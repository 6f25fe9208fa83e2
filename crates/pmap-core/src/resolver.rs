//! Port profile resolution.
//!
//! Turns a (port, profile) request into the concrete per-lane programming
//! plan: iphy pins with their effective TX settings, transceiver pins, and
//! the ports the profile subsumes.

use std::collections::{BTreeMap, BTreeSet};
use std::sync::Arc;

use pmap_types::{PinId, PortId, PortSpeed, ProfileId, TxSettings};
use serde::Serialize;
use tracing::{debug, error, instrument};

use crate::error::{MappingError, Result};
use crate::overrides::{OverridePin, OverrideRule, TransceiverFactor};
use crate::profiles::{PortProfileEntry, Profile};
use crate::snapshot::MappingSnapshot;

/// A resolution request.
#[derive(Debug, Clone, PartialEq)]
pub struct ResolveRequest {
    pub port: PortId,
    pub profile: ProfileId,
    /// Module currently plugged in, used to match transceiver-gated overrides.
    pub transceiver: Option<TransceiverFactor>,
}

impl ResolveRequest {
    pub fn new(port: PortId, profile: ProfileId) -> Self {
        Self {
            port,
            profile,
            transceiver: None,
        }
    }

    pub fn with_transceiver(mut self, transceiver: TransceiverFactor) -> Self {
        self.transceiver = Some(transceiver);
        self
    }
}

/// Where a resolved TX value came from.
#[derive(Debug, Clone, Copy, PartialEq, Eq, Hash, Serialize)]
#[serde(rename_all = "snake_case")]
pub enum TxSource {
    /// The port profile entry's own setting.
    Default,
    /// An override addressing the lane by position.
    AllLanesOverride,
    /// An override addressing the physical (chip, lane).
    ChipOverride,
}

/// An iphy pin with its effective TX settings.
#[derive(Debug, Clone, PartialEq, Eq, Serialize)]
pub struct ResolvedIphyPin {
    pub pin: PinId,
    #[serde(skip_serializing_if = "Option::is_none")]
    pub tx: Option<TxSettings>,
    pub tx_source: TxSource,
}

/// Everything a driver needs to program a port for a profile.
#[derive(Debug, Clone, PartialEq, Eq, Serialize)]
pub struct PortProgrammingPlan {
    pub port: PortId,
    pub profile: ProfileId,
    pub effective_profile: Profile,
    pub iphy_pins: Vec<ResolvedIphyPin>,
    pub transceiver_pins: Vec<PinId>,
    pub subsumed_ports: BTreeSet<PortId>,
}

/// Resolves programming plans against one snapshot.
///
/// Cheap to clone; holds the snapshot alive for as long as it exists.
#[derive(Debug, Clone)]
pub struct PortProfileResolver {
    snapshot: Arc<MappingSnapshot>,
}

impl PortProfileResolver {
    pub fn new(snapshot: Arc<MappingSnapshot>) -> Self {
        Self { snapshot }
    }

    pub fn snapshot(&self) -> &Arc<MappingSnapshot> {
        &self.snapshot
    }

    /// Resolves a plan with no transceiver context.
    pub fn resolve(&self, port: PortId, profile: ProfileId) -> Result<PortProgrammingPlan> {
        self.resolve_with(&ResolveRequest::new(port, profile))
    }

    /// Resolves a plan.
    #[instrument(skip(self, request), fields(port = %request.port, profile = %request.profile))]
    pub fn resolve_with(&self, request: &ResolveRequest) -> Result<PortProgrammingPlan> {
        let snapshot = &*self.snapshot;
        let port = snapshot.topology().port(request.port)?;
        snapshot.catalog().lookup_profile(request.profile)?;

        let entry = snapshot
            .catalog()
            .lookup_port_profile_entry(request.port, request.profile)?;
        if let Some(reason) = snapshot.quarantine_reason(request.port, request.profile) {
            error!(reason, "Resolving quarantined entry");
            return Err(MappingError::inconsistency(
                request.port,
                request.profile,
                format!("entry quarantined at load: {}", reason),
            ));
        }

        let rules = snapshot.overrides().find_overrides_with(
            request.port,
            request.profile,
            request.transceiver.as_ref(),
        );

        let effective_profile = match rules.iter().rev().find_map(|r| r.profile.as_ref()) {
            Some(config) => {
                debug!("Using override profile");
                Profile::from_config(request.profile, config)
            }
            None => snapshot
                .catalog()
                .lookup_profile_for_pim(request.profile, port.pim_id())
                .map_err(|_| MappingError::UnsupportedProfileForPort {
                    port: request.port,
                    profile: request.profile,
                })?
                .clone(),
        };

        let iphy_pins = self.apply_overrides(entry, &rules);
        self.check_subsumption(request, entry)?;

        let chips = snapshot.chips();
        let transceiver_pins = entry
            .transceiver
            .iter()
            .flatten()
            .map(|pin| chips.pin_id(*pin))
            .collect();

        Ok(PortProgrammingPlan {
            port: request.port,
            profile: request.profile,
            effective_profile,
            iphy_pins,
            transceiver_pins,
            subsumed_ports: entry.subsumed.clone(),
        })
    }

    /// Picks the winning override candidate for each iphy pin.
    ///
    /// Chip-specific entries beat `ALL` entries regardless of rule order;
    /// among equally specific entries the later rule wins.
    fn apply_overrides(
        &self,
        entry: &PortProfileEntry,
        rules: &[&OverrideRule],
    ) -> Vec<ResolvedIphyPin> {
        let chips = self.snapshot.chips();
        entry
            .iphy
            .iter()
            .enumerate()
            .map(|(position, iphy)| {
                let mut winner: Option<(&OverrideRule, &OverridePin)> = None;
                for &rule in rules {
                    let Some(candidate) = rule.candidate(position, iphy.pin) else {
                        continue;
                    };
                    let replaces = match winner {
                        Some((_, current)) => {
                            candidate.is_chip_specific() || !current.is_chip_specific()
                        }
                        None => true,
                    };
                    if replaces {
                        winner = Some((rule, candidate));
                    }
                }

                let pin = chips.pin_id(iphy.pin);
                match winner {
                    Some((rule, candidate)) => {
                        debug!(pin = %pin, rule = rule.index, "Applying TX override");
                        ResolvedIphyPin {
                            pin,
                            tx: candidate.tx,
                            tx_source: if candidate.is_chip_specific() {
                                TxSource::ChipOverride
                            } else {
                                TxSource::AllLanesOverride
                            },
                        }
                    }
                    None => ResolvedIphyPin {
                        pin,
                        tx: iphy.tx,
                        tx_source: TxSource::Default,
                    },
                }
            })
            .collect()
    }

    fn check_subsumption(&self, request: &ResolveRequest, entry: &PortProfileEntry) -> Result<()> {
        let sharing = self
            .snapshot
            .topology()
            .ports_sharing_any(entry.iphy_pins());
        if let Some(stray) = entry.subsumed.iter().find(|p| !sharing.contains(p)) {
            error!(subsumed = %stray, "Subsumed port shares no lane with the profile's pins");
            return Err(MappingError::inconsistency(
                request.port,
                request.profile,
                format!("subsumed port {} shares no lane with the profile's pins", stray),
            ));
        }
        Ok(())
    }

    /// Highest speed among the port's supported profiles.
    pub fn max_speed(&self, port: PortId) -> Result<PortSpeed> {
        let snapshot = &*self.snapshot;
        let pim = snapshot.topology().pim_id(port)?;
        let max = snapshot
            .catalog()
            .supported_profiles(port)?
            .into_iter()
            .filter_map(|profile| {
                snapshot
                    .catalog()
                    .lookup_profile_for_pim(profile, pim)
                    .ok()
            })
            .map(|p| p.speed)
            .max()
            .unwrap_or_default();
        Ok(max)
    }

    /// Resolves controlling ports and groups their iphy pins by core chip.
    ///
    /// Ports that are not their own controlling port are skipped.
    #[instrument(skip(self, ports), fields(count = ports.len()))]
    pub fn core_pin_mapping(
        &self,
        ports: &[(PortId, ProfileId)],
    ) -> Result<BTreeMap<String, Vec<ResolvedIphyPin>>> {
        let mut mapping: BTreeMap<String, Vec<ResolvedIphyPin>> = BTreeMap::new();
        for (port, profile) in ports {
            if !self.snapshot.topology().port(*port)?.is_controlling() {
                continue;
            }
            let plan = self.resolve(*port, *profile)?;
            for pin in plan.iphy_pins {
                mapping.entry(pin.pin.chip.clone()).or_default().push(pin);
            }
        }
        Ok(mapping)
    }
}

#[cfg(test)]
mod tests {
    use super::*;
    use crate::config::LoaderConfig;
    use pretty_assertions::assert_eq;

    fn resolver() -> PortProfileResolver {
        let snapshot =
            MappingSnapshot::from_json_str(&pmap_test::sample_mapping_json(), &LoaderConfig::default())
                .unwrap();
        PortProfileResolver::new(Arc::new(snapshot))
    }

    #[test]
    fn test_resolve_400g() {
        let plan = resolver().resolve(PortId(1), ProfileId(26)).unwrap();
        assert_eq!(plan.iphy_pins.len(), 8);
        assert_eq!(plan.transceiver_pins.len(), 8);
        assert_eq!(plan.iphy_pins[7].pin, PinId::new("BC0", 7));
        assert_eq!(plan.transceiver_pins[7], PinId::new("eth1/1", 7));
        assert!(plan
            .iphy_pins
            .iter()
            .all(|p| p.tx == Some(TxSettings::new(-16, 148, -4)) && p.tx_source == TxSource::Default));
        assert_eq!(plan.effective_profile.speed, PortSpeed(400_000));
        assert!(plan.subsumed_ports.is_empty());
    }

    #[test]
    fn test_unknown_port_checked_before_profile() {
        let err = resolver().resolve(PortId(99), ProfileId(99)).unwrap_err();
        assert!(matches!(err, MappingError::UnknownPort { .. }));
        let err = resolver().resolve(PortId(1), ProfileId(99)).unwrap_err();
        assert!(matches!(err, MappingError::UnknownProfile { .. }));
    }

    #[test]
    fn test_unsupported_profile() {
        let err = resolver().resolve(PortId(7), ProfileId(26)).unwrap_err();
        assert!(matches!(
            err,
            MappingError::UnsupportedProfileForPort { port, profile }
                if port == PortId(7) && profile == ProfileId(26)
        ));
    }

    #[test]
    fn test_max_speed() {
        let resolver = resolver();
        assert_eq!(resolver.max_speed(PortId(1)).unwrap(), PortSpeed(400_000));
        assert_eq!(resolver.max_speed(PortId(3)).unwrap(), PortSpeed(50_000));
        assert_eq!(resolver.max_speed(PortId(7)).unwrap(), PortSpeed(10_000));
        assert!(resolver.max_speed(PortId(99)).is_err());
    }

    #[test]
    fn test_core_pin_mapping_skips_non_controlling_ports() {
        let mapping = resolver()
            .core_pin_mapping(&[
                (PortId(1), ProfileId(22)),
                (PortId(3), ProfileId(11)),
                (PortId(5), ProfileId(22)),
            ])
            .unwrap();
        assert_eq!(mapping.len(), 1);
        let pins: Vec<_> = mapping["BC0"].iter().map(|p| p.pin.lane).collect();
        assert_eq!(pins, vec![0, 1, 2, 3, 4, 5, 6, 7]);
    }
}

§ Your task:
Sift the material for lines with the string "Serialize". Copy each one found.

§ Your solution:
use serde::Serialize;
#[derive(Debug, Clone, Copy, PartialEq, Eq, Hash, Serialize)]
#[derive(Debug, Clone, PartialEq, Eq, Serialize)]
#[derive(Debug, Clone, PartialEq, Eq, Serialize)]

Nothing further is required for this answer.